Risalah Redaksi

Imprealisme Kebudayaan

Jumat, 7 November 2003 | 18:25 WIB

Imprealisme sebagai puncak dari kolonialisme terus menggejala baik dalam bentuk paling kasar imperialisme politik, dan ekonomi hingga dalam bentuk yang lebih halus yaitu imprealisme kebudayaan, walaupun ketiganya tidak bisa dipisahkan, satu bentuk selalu mengandaikan yang lain, karena itu kesemuanya merupakan makhluk jahat, yang menyebarkan kesesatan dan kejahatan ke seluruh koloni yang dikuasai.

Kebudayaan besar selalu mempengaruhi kebudayaan yang lebih kecil, sementara kebudayaan menjadi besar, juga karena memiliki dukungan politik dan ekonomi yang kuat.

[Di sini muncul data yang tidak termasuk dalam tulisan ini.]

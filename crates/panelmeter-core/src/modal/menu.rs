//! Modal list selection: menus, scaling entries, anything enumerable.
//!
//! Blocks until a row or CANCEL is chosen. A CANCEL row is always
//! appended after the caller's entries. With an encoder fitted, rotation
//! moves the highlight and scrolls the window; touch selects directly.
//! The caller repaints its page afterwards — the menu only blanks the
//! area it used.

use log::debug;

use crate::ui::gfx::{Datum, FontId, Rect};
use crate::ui::widget::Widget;
use crate::ui::{palette, Clock, Gfx, TouchDigitizer, Ui};
use crate::widgets::PushButton;

const LISTBOX_X: i32 = crate::ui::DISPLAY_WIDTH_PX as i32 / 8;
const LISTBOX_W: i32 = crate::ui::DISPLAY_WIDTH_PX as i32 - LISTBOX_X * 2;
const PADDING: i32 = 10;
const MAX_LINES: usize = 8;
const FIELD_H: i32 = 20;
const FIELD_W: i32 = LISTBOX_W - PADDING * 2;
const FIELD_LEFT: i32 = LISTBOX_X + PADDING;
const FIELD_TOP_OFFS: i32 = FIELD_H + 8;
const CANCEL_W: i32 = 50;
const CANCEL_H: i32 = 18;

pub struct ModalMenu;

impl ModalMenu {
    /// Offer `entries` for selection under `title`; returns the chosen
    /// index, or `None` when cancelled.
    pub fn select<G: Gfx, T: TouchDigitizer, C: Clock>(
        ui: &mut Ui<G, T, C>,
        entries: &[&str],
        title: &str,
    ) -> Option<usize> {
        let entry_count = entries.len();
        let line_count = (entry_count + 1).min(MAX_LINES); // incl. CANCEL
        let listbox_h = FIELD_H * (line_count as i32 + 2);
        let listbox_y = crate::ui::DISPLAY_HEIGHT_PX as i32 / 2 - listbox_h / 2;
        let field_top = listbox_y + FIELD_TOP_OFFS;
        let field_bottom = field_top + line_count as i32 * FIELD_H;

        ui.gfx.fill_rect(
            Rect::new(LISTBOX_X + 1, listbox_y, LISTBOX_W - 2, listbox_h - 2),
            palette::MED_GREY,
        );
        ui.gfx.draw_rect(
            Rect::new(LISTBOX_X, listbox_y, LISTBOX_W, listbox_h),
            palette::WHITE,
        );
        ui.gfx.draw_text(
            title,
            FIELD_LEFT + 2,
            listbox_y + 6,
            FontId::Body,
            Datum::TopLeft,
            palette::WHITE,
            Some(palette::MED_GREY),
        );

        let mut btn_cancel = PushButton::new();
        btn_cancel.init(
            Rect::new(
                FIELD_LEFT + FIELD_W - CANCEL_W,
                listbox_y + 5,
                CANCEL_W,
                CANCEL_H,
            ),
            palette::WHITE,
            palette::RED,
            palette::BLACK,
            1,
            FontId::Small,
        );
        btn_cancel.set_label("CANCEL");
        btn_cancel.redraw(ui, true);

        let mut selected_line: i32 = 0;
        let mut start_line: i32 = 0;
        let mut last_selected_line: i32 = 0;
        Self::draw_entries(
            &mut ui.gfx,
            entries,
            start_line,
            selected_line,
            line_count,
            field_top,
        );

        let mut cancelled = false;
        loop {
            ui.gfx.present();
            ui.touch.poll();
            if btn_cancel.check_pressed(ui, true) {
                cancelled = true;
                break;
            }
            if ui.config.has_encoder {
                let delta = ui.touch.enc_delta(false);
                if delta != 0 {
                    if (selected_line + start_line) < entry_count as i32 || delta < 0 {
                        selected_line += delta;
                    }
                    if selected_line < 0 {
                        selected_line = 0;
                        if start_line > 0 {
                            start_line -= 1;
                            Self::draw_entries(
                                &mut ui.gfx,
                                entries,
                                start_line,
                                selected_line,
                                line_count,
                                field_top,
                            );
                        }
                    } else if selected_line >= MAX_LINES as i32 {
                        selected_line = MAX_LINES as i32 - 1;
                        start_line += 1;
                        Self::draw_entries(
                            &mut ui.gfx,
                            entries,
                            start_line,
                            selected_line,
                            line_count,
                            field_top,
                        );
                    } else {
                        // only the two affected rows change
                        Self::draw_line(
                            &mut ui.gfx,
                            Self::entry_text(entries, start_line + last_selected_line),
                            false,
                            last_selected_line,
                            field_top,
                        );
                        Self::draw_line(
                            &mut ui.gfx,
                            Self::entry_text(entries, start_line + selected_line),
                            true,
                            selected_line,
                            field_top,
                        );
                    }
                    last_selected_line = selected_line;
                }
            }
            if ui
                .touch
                .is_pressed_within(Rect::new(FIELD_LEFT, field_top, FIELD_W, field_bottom - field_top))
            {
                let line = (ui.touch.snapshot().y - field_top) / FIELD_H;
                if line < line_count as i32 {
                    selected_line = line;
                    break;
                }
            }
            ui.clock.delay_ms(20);
        }

        let selected_item = (selected_line + start_line) as usize;
        Self::draw_entries(
            &mut ui.gfx,
            entries,
            start_line,
            selected_line,
            line_count,
            field_top,
        );
        ui.clock.delay_ms(200);
        ui.gfx.fill_rect(
            Rect::new(LISTBOX_X, listbox_y, LISTBOX_W, listbox_h),
            palette::MED_GREY,
        );
        ui.gfx.present();
        ui.touch.wait_released(&ui.clock);

        if cancelled || selected_item >= entry_count {
            debug!("menu: cancelled");
            None
        } else {
            debug!("menu: item {} selected", selected_item);
            Some(selected_item)
        }
    }

    fn entry_text<'a>(entries: &'a [&'a str], idx: i32) -> &'a str {
        entries.get(idx as usize).copied().unwrap_or("CANCEL")
    }

    fn draw_line(gfx: &mut impl Gfx, text: &str, is_active: bool, line: i32, top: i32) {
        let y = top + line * FIELD_H;
        let line_color = if text == "CANCEL" {
            palette::RED
        } else {
            palette::WHITE
        };
        let (fill, fg, bg) = if is_active {
            (line_color, palette::BLACK, line_color)
        } else {
            (palette::BLACK, line_color, palette::BLACK)
        };
        gfx.fill_rect(Rect::new(FIELD_LEFT + 1, y + 1, FIELD_W - 2, FIELD_H - 1), fill);
        gfx.draw_text(
            text,
            FIELD_LEFT + 5,
            y + 2,
            FontId::Body,
            Datum::TopLeft,
            fg,
            Some(bg),
        );
        gfx.draw_rect(
            Rect::new(FIELD_LEFT, y, FIELD_W, FIELD_H + 1),
            palette::WHITE,
        );
    }

    fn draw_entries(
        gfx: &mut impl Gfx,
        entries: &[&str],
        start: i32,
        active_line: i32,
        count: usize,
        top: i32,
    ) {
        for i in 0..count as i32 {
            Self::draw_line(
                gfx,
                Self::entry_text(entries, start + i),
                i == active_line,
                i,
                top,
            );
        }
    }
}
//! Scrolling oscilloscope widget.
//!
//! Each trace is a fixed-length ring of quantized samples, one per
//! horizontal pixel column. A new sample shifts the whole buffer left one
//! slot and appends at the end — O(width) per sample, which is fine at a
//! ~300 px trace and ~15 Hz sample rate and keeps the draw path trivial.
//!
//! Scrolling never clears the panel. Because the trace moved one column
//! left, the previous frame's segment at column `x` is exactly the current
//! buffer value one slot earlier: the draw pass walks the columns erasing
//! that segment in background color and drawing the new one, and the grid
//! is re-stamped afterwards since the erase lines cut through it.

use embedded_graphics::pixelcolor::Rgb565;
use heapless::Vec;

use crate::ui::gfx::{Datum, FontId, Rect};
use crate::ui::palette;
use crate::ui::Gfx;

use core::fmt::Write;
use heapless::String;

use super::ranges::range;

/// Maximum trace length, full display width.
pub const SCOPE_MAX_POINTS: usize = 320;
/// Number of simultaneously displayed traces.
pub const NUM_TRACES: usize = 2;

const DIV_X: i32 = 6;
const DIV_Y: i32 = 5;
const TEXT_H: i32 = 14;
const TEXT_W: i32 = 30;

struct Trace {
    color: Rgb565,
    range_idx: usize,
    vals: Vec<i16, SCOPE_MAX_POINTS>,
}

impl Trace {
    fn new() -> Self {
        Self {
            color: palette::GREEN,
            range_idx: 0,
            vals: Vec::new(),
        }
    }
}

pub struct ScrollingScope {
    pos_x: i32,
    pos_y: i32,
    screen_w: i32,
    screen_h: i32,
    traces: [Trace; NUM_TRACES],
}

impl ScrollingScope {
    pub fn new() -> Self {
        Self {
            pos_x: 0,
            pos_y: 0,
            screen_w: 0,
            screen_h: 0,
            traces: [Trace::new(), Trace::new()],
        }
    }

    /// Lay out the plot area inside `rect`, reserving a label strip below
    /// and to the right, and draw the empty grid.
    pub fn init(&mut self, gfx: &mut impl Gfx, rect: Rect) {
        self.pos_x = rect.x;
        self.pos_y = rect.y;
        self.screen_w = (rect.w - TEXT_W - 1).min(SCOPE_MAX_POINTS as i32);
        self.screen_h = rect.h - TEXT_H - 2;
        gfx.fill_rect(
            Rect::new(self.pos_x, self.pos_y + self.screen_h + 2, self.screen_w, TEXT_H - 2),
            palette::BLACK,
        );
        gfx.fill_rect(
            Rect::new(
                self.pos_x + self.screen_w + 1,
                self.pos_y,
                TEXT_W - 1,
                self.screen_h,
            ),
            palette::BLACK,
        );
        gfx.fill_rect(
            Rect::new(self.pos_x, self.pos_y, self.screen_w + 1, self.screen_h + 1),
            palette::SCOPE_BG,
        );
        self.grid(gfx);
    }

    /// Stamp the division grid. Called after every trace pass because the
    /// erase lines overdraw it.
    pub fn grid(&self, gfx: &mut impl Gfx) {
        gfx.draw_rect(
            Rect::new(self.pos_x, self.pos_y, self.screen_w + 1, self.screen_h + 1),
            palette::SCOPE_GRID,
        );
        let pitch_y = self.screen_h / DIV_Y;
        let mut i = pitch_y;
        while i <= self.screen_h - DIV_Y {
            gfx.draw_hline(
                self.pos_x,
                self.pos_y + self.screen_h - i,
                self.screen_w,
                palette::SCOPE_GRID,
            );
            i += pitch_y;
        }
        let pitch_x = self.screen_w / DIV_X;
        let mut i = pitch_x;
        while i <= self.screen_w - DIV_X {
            gfx.draw_vline(
                self.pos_x + i,
                self.pos_y,
                self.screen_h,
                palette::SCOPE_GRID,
            );
            i += pitch_x;
        }
    }

    /// (Re)arm a trace: clears its buffer to zero, sets color and range,
    /// and draws the time axis plus optionally the value axis labels.
    pub fn new_trace(
        &mut self,
        gfx: &mut impl Gfx,
        color: Rgb565,
        range_idx: usize,
        trace_idx: usize,
        show_y_labels: bool,
    ) {
        let Some(trace) = self.traces.get_mut(trace_idx) else {
            return;
        };
        trace.color = color;
        trace.range_idx = range_idx;
        trace.vals.clear();
        for _ in 0..self.screen_w as usize {
            let _ = trace.vals.push(0);
        }

        // time axis, two divisions per label, newest sample at the right
        let pitch = 2 * self.screen_w / DIV_X;
        let label_y = self.pos_y + self.screen_h + 4;
        gfx.fill_rect(
            Rect::new(self.pos_x, label_y, self.screen_w + 2, TEXT_H - 2),
            palette::BLACK,
        );
        let mut time_val = 15;
        let mut i = 0;
        while i <= self.screen_w {
            let datum = if i == 0 {
                Datum::TopLeft
            } else if i >= self.screen_w {
                Datum::TopRight
            } else {
                Datum::TopCentre
            };
            let mut text: String<8> = String::new();
            let _ = write!(text, "{}s", time_val);
            gfx.draw_text(
                &text,
                self.pos_x + i,
                label_y,
                FontId::Small,
                datum,
                palette::WHITE,
                Some(palette::BLACK),
            );
            time_val -= 5;
            i += pitch;
        }

        if show_y_labels {
            let rng = range(trace.range_idx);
            gfx.fill_rect(
                Rect::new(
                    self.pos_x + self.screen_w + 1,
                    self.pos_y,
                    TEXT_W - 1,
                    self.screen_h - 1,
                ),
                palette::BLACK,
            );
            let pitch = self.screen_h / DIV_Y;
            let base_y = self.pos_y + self.screen_h;
            let mut val = 0.0f32;
            let mut i = 0;
            while i <= self.screen_h {
                let datum = if i == 0 {
                    Datum::BottomLeft
                } else if i >= self.screen_h {
                    Datum::TopLeft
                } else {
                    Datum::MiddleLeft
                };
                let mut text: String<8> = String::new();
                let _ = write!(text, "{:.*}", rng.small_decimals, val);
                gfx.draw_text(
                    &text,
                    self.pos_x + self.screen_w + 3,
                    base_y - i,
                    FontId::Small,
                    datum,
                    color,
                    Some(palette::BLACK),
                );
                val += rng.max_val / DIV_Y as f32;
                i += pitch;
            }
        }
    }

    /// Push a sample: shift the trace one column left, quantize the level
    /// to a pixel row and append it as the newest (rightmost) value.
    pub fn new_sample(&mut self, level: f32, trace_idx: usize) {
        let Some(trace) = self.traces.get_mut(trace_idx) else {
            return;
        };
        if trace.vals.is_empty() {
            return;
        }
        let mut y = (level * self.screen_h as f32) as i16;
        if y >= self.screen_h as i16 {
            y = self.screen_h as i16 - 1;
        }
        if y < 0 {
            y = 0;
        }
        let len = trace.vals.len();
        trace.vals.copy_within(1..len, 0);
        trace.vals[len - 1] = y;
    }

    /// Draw one trace, erasing last frame's path column by column.
    pub fn trace(&self, gfx: &mut impl Gfx, trace_idx: usize) {
        let Some(trace) = self.traces.get(trace_idx) else {
            return;
        };
        if trace.vals.len() < 3 {
            return;
        }
        let base_y = self.pos_y + self.screen_h;
        let mut last_y: i32 = 0;
        let mut last_y_old: i32 = 0;
        for i in 1..(trace.vals.len() as i32 - 1) {
            // value now at i-1 was at column i last frame: erase its segment
            let y_old = trace.vals[(i - 1) as usize] as i32;
            gfx.draw_line(
                self.pos_x + i,
                base_y - last_y_old,
                self.pos_x + i + 1,
                base_y - y_old,
                palette::SCOPE_BG,
            );
            last_y_old = y_old;

            let y = trace.vals[i as usize] as i32;
            if i > 1 {
                gfx.draw_line(
                    self.pos_x + i,
                    base_y - last_y,
                    self.pos_x + i + 1,
                    base_y - y,
                    trace.color,
                );
            }
            last_y = y;
        }
    }

    /// Trace buffer contents, oldest first. Test and diagnostics hook.
    pub fn trace_values(&self, trace_idx: usize) -> &[i16] {
        self.traces
            .get(trace_idx)
            .map(|t| t.vals.as_slice())
            .unwrap_or(&[])
    }

    /// Pixel width of the plot area (= trace length).
    pub fn trace_len(&self) -> usize {
        self.screen_w as usize
    }
}

impl Default for ScrollingScope {
    fn default() -> Self {
        Self::new()
    }
}

#[cfg(test)]
mod tests {
    use super::*;
    use crate::mocks::CountingGfx;

    fn scope_with_trace(w: i32, h: i32) -> ScrollingScope {
        let mut gfx = CountingGfx::new();
        let mut s = ScrollingScope::new();
        s.init(&mut gfx, Rect::new(0, 0, w, h));
        s.new_trace(&mut gfx, palette::GREEN, 3, 0, true);
        s
    }

    #[test]
    fn fifo_evicts_oldest_keeps_order() {
        let mut s = scope_with_trace(131, 120);
        let n = s.trace_len();
        assert_eq!(n, 100);
        // mid-pixel levels quantize exactly to row i regardless of
        // float rounding
        for i in 0..n {
            s.new_sample((i as f32 + 0.5) / s.screen_h as f32, 0);
        }
        let vals = s.trace_values(0);
        assert_eq!(vals.len(), n);
        for (i, v) in vals.iter().enumerate() {
            assert_eq!(*v as usize, i, "slot {i}");
        }
        // one more evicts the oldest
        s.new_sample(0.0, 0);
        let vals = s.trace_values(0);
        assert_eq!(vals[0], 1);
        assert_eq!(vals[n - 1], 0);
    }

    #[test]
    fn samples_clamp_to_plot_height() {
        let mut s = scope_with_trace(131, 120);
        s.new_sample(2.0, 0);
        s.new_sample(-1.0, 0);
        let vals = s.trace_values(0);
        let n = vals.len();
        assert_eq!(vals[n - 2] as i32, s.screen_h - 1);
        assert_eq!(vals[n - 1], 0);
    }

    #[test]
    fn out_of_range_trace_index_is_noop() {
        let mut s = scope_with_trace(131, 120);
        s.new_sample(0.5, NUM_TRACES); // silently ignored
        assert!(s.trace_values(NUM_TRACES).is_empty());
    }
}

Dengan adanya dukungan politik dan ekonomi yang kuat itulah kebudayaan negara besar akan menggilas kebudyaan lebih kecil. Dalam era penjajahan konvensional, banyak terjadi negara besar menghancurkan tidak hanya kekuasaan politik bangsa yang dijajah, melainkan juga menghancurkan pusat-pusat kebudayaan, sehingga bangsa yang semula maju berubah menjadi terbelakang.

<>

Bangsa Indonesia sejak zaman Belanda setidaknya mengalami penjajahan budaya secara intensif, karena pada masa sebelumnya baik masa Hindu, Budha atau Islam kebudayaan dikembangkan melalui proses tawar menawar yang panjang, sehingga diterima secara suka rela bukan secara terpaksa. Akhirnya poses itulah yang mebentuk kebudayaan Indonesia yang pluralis, toleran sesuai dengan kondisi tempat dan keseuaian etnis serta zaman.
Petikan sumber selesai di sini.